Assignment: Collect every line below that contains the word "narrative".

──────────────────────────────

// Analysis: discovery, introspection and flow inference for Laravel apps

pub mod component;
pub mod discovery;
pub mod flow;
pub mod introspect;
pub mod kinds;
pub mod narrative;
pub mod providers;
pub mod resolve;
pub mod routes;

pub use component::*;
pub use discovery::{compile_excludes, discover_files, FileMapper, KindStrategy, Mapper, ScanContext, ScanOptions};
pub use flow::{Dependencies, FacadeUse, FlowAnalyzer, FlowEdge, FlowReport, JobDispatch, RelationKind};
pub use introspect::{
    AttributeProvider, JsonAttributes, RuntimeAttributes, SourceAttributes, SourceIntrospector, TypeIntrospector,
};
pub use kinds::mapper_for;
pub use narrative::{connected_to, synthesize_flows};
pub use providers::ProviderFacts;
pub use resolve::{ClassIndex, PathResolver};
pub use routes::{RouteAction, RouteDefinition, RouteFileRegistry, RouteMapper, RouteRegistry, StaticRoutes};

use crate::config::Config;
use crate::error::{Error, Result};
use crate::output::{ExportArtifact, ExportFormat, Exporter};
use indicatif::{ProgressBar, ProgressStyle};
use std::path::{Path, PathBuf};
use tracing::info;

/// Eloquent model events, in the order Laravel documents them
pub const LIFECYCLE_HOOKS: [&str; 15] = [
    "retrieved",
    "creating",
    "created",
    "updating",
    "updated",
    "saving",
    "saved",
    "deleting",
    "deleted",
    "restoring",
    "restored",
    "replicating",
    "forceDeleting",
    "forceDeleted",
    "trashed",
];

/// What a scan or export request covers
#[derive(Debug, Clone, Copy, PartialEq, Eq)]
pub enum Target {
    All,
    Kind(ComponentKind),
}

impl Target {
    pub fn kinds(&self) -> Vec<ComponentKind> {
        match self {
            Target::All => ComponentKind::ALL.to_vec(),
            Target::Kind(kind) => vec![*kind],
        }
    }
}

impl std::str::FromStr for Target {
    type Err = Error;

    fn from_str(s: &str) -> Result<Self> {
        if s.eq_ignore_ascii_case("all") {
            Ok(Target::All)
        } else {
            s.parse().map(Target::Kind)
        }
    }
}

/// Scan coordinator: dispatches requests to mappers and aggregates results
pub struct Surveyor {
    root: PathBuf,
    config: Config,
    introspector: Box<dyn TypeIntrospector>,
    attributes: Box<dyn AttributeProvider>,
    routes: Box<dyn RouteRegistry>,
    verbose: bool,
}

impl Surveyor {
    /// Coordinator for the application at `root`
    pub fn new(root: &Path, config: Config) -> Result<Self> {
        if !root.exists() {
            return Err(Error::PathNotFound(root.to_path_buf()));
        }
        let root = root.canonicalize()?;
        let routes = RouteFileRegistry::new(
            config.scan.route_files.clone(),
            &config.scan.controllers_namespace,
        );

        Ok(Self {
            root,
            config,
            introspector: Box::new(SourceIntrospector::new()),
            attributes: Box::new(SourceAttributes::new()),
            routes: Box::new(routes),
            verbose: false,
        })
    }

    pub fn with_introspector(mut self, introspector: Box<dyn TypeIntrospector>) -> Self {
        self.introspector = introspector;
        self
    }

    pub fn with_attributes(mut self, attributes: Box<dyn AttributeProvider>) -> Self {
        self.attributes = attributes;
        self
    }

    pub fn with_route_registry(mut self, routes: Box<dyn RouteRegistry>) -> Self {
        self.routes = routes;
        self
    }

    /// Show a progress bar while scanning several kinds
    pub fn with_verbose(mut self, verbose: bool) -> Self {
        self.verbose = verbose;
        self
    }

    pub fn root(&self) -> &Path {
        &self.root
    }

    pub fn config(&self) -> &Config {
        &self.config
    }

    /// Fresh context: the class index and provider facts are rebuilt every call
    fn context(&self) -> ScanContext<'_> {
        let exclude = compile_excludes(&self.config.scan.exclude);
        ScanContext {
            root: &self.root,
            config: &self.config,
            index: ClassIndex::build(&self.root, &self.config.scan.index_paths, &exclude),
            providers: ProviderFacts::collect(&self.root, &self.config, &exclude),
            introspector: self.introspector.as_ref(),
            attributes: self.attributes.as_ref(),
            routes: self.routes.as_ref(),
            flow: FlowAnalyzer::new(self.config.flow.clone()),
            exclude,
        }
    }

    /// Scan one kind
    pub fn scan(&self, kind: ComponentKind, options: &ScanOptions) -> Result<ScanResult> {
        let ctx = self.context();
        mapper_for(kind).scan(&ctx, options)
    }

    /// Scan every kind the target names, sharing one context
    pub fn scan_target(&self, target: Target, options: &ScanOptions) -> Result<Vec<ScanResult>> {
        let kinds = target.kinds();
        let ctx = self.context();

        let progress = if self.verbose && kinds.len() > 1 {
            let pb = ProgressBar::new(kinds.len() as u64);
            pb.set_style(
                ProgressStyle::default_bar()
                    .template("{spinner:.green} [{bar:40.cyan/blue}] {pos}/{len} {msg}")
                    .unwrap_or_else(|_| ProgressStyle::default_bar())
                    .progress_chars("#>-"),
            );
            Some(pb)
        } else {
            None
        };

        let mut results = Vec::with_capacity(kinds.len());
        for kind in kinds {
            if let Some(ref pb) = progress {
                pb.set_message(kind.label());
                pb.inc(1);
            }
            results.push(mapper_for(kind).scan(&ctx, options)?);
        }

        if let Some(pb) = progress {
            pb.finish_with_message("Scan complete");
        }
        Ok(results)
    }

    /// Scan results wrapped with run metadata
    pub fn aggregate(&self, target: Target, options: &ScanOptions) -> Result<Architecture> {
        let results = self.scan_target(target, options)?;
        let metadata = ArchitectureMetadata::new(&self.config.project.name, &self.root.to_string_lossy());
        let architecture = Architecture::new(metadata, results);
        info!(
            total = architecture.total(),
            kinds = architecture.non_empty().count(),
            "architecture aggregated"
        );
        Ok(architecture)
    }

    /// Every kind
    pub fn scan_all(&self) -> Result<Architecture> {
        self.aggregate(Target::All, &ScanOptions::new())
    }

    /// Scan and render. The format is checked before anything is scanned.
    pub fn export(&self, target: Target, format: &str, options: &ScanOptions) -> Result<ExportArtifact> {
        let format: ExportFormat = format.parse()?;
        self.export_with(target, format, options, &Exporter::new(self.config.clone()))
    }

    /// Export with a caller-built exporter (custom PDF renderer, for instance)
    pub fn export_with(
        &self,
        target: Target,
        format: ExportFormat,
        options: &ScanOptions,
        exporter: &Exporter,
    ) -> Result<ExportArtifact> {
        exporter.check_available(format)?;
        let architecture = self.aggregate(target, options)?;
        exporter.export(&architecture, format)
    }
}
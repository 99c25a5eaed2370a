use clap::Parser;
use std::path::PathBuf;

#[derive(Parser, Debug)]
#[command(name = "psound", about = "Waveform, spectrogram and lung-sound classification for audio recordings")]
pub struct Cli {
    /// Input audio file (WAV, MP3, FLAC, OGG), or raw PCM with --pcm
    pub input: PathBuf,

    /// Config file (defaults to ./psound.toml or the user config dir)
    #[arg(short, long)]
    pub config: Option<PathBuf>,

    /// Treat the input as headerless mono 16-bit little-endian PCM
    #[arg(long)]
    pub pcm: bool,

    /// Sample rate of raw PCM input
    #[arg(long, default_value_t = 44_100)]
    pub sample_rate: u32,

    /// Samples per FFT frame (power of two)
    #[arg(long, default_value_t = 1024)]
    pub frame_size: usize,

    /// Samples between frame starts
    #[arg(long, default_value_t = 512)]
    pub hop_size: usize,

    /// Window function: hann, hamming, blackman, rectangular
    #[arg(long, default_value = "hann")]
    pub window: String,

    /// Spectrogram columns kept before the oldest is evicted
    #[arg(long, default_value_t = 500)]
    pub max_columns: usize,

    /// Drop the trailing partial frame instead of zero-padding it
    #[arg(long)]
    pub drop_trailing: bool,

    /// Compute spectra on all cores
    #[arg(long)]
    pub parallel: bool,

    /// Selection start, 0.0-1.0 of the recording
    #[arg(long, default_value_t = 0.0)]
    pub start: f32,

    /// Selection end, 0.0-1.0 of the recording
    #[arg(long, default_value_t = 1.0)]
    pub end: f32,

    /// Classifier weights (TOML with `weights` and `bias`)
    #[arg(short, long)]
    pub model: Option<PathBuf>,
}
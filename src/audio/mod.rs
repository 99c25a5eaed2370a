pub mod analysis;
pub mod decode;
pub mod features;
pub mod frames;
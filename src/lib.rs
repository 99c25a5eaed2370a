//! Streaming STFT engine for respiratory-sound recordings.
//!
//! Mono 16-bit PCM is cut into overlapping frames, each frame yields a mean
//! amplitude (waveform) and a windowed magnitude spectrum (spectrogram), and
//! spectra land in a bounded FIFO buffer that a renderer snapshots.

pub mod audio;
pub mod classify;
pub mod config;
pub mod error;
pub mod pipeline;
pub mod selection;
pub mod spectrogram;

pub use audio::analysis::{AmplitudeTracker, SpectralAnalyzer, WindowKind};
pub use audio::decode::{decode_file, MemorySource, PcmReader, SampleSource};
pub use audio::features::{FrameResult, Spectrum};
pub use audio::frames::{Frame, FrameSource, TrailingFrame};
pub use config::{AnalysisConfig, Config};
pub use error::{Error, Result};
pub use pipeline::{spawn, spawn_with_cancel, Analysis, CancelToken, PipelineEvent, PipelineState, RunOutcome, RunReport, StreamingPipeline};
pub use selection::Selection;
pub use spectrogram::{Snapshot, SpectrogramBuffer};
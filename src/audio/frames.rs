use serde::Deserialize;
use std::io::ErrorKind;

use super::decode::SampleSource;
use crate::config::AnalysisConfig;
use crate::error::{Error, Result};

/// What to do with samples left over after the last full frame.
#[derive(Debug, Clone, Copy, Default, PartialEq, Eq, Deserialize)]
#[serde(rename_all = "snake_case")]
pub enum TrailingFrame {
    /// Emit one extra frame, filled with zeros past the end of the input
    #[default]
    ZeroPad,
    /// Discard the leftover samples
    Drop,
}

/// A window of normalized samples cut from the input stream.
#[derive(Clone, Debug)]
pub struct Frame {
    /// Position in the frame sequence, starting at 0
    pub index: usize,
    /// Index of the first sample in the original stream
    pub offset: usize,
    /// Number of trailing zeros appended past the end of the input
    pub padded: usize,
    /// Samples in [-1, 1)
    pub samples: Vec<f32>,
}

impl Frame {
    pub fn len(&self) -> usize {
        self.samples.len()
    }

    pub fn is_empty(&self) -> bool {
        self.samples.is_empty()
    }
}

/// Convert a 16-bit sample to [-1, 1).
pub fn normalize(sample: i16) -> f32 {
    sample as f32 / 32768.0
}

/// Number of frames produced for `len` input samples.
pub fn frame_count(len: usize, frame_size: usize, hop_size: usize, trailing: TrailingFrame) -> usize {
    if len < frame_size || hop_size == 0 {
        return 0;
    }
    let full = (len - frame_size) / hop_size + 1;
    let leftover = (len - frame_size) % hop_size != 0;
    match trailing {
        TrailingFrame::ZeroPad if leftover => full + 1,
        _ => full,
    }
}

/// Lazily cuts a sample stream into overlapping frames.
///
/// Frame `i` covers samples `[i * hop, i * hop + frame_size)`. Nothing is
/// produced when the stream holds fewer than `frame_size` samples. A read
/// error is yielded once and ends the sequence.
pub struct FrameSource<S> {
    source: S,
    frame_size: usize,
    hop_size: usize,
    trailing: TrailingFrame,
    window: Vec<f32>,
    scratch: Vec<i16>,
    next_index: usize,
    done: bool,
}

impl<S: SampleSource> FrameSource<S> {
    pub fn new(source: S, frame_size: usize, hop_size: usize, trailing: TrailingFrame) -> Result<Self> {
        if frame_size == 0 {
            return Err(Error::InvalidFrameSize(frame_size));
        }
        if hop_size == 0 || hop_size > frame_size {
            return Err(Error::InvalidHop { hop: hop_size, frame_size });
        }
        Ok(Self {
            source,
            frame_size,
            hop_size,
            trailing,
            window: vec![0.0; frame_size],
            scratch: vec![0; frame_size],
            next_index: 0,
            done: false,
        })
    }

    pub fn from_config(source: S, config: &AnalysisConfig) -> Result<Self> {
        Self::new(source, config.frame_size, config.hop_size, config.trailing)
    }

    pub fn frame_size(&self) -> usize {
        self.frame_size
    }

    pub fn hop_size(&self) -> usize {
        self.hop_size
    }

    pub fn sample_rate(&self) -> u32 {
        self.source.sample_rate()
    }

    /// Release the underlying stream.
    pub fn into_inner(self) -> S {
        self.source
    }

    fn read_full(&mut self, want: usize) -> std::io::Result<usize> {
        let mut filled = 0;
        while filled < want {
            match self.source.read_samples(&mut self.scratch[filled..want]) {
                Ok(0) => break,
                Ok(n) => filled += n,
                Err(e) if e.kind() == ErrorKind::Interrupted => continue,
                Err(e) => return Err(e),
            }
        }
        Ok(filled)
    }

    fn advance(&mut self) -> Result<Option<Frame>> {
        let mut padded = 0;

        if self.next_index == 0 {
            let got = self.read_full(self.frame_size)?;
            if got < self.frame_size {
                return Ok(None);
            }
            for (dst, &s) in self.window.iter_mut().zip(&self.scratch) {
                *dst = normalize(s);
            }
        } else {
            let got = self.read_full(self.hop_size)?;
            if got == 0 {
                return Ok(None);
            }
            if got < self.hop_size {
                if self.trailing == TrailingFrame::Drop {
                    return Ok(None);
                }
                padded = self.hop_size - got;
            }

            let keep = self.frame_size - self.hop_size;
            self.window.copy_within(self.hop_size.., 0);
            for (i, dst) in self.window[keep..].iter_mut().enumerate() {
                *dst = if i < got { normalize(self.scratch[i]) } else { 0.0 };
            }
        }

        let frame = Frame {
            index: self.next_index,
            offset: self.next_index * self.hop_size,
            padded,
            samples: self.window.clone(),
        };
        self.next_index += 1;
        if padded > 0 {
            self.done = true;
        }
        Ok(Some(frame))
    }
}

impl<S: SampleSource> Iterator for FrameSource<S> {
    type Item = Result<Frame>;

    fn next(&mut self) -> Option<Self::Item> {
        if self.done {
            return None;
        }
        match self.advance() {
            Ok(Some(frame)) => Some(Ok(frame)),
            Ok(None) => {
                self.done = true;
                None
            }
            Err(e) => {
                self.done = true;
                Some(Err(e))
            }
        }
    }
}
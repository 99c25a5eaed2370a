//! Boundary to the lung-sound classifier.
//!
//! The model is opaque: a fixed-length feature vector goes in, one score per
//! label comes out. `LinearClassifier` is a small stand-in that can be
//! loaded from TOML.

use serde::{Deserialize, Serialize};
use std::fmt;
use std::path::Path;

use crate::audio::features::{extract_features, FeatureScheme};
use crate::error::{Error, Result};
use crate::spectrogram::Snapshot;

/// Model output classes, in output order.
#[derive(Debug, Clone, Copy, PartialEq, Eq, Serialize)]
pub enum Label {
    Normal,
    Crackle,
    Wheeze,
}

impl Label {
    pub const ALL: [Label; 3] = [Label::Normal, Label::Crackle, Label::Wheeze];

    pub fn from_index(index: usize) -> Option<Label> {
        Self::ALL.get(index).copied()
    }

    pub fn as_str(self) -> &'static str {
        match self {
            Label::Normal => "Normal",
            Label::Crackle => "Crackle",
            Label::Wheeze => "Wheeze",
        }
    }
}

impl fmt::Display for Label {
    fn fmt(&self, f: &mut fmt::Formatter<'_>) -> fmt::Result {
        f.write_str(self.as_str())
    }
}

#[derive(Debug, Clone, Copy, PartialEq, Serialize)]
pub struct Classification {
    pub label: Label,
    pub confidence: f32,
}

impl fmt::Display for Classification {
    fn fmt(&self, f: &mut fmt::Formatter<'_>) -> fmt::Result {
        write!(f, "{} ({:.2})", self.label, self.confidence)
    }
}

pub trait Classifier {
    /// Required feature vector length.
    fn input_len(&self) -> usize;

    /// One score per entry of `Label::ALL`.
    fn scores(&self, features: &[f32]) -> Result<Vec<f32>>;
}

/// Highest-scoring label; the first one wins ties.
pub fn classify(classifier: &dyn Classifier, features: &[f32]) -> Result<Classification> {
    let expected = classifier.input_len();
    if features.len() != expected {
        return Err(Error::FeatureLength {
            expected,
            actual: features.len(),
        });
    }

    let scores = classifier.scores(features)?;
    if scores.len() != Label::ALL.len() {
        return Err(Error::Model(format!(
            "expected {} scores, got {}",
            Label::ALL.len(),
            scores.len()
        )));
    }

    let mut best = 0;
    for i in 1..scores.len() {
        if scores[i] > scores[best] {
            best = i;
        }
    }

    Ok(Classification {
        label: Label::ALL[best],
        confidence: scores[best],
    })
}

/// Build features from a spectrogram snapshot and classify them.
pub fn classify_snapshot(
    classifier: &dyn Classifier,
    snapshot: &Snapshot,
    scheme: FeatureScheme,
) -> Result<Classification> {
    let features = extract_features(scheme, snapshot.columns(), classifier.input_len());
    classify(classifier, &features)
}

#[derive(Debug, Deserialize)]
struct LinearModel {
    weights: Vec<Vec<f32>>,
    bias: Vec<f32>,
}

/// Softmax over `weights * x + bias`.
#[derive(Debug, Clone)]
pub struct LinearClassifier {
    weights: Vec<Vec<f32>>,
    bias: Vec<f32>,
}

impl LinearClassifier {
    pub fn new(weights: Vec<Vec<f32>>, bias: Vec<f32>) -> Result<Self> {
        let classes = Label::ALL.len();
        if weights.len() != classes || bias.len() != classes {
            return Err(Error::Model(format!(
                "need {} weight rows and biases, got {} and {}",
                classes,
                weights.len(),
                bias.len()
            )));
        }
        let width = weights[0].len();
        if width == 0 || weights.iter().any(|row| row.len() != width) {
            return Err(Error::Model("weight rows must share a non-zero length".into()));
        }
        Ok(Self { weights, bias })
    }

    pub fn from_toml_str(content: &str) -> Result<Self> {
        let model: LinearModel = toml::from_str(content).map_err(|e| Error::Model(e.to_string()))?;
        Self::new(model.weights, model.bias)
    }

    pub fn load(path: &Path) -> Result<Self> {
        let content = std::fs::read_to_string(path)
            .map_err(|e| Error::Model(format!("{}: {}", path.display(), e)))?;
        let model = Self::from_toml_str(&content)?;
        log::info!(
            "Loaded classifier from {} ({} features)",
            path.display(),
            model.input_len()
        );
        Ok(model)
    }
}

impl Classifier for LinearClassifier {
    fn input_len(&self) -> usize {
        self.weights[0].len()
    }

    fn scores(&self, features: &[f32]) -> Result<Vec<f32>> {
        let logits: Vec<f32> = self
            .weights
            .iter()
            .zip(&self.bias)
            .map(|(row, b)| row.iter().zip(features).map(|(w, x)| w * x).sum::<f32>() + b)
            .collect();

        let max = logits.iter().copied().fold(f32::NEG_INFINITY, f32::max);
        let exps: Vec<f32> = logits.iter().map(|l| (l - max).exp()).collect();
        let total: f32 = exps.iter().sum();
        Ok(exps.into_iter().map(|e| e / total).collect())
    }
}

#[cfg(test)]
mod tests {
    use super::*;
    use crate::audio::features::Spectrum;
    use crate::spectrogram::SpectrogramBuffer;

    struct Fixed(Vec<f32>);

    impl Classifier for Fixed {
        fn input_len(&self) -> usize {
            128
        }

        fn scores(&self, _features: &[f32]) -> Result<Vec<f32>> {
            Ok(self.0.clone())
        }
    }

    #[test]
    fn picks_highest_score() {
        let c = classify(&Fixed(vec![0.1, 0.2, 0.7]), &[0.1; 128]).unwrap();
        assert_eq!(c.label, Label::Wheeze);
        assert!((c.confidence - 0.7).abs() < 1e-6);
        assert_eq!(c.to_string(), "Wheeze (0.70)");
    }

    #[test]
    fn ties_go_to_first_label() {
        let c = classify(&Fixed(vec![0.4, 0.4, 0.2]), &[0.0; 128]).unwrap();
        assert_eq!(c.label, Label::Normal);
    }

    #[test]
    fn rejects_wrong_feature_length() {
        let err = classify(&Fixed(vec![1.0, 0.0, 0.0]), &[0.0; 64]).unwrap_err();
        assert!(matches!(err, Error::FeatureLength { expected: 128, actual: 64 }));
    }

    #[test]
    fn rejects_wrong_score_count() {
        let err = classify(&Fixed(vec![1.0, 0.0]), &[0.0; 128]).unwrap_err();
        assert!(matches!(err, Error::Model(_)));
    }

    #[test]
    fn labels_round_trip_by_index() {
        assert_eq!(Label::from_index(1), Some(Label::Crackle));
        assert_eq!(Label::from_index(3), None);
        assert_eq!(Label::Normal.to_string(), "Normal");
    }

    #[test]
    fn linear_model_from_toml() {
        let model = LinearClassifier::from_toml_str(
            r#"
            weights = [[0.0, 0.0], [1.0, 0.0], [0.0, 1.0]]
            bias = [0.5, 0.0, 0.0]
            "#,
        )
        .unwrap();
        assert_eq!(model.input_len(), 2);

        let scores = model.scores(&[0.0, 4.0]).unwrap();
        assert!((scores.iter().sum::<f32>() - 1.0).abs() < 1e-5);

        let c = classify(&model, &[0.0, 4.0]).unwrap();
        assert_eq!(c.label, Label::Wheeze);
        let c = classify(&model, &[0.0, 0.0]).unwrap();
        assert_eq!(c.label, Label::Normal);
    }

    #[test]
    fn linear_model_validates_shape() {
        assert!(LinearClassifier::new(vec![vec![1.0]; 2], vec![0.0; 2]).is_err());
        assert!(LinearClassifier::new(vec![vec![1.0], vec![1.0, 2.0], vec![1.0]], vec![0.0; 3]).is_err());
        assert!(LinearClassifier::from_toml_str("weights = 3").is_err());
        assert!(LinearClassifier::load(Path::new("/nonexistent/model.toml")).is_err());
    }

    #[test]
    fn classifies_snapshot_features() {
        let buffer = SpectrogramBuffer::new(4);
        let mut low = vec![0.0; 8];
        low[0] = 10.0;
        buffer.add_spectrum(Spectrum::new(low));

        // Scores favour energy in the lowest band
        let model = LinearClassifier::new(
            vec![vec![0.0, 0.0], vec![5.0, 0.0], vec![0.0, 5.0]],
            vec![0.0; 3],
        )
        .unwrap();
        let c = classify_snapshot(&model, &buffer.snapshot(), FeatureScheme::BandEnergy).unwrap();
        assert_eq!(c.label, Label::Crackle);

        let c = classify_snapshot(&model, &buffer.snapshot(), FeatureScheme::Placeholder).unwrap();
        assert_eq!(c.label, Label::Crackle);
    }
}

──────────────────────────────

Exercise result:
pub mod narrative;
pub use narrative::{connected_to, synthesize_flows};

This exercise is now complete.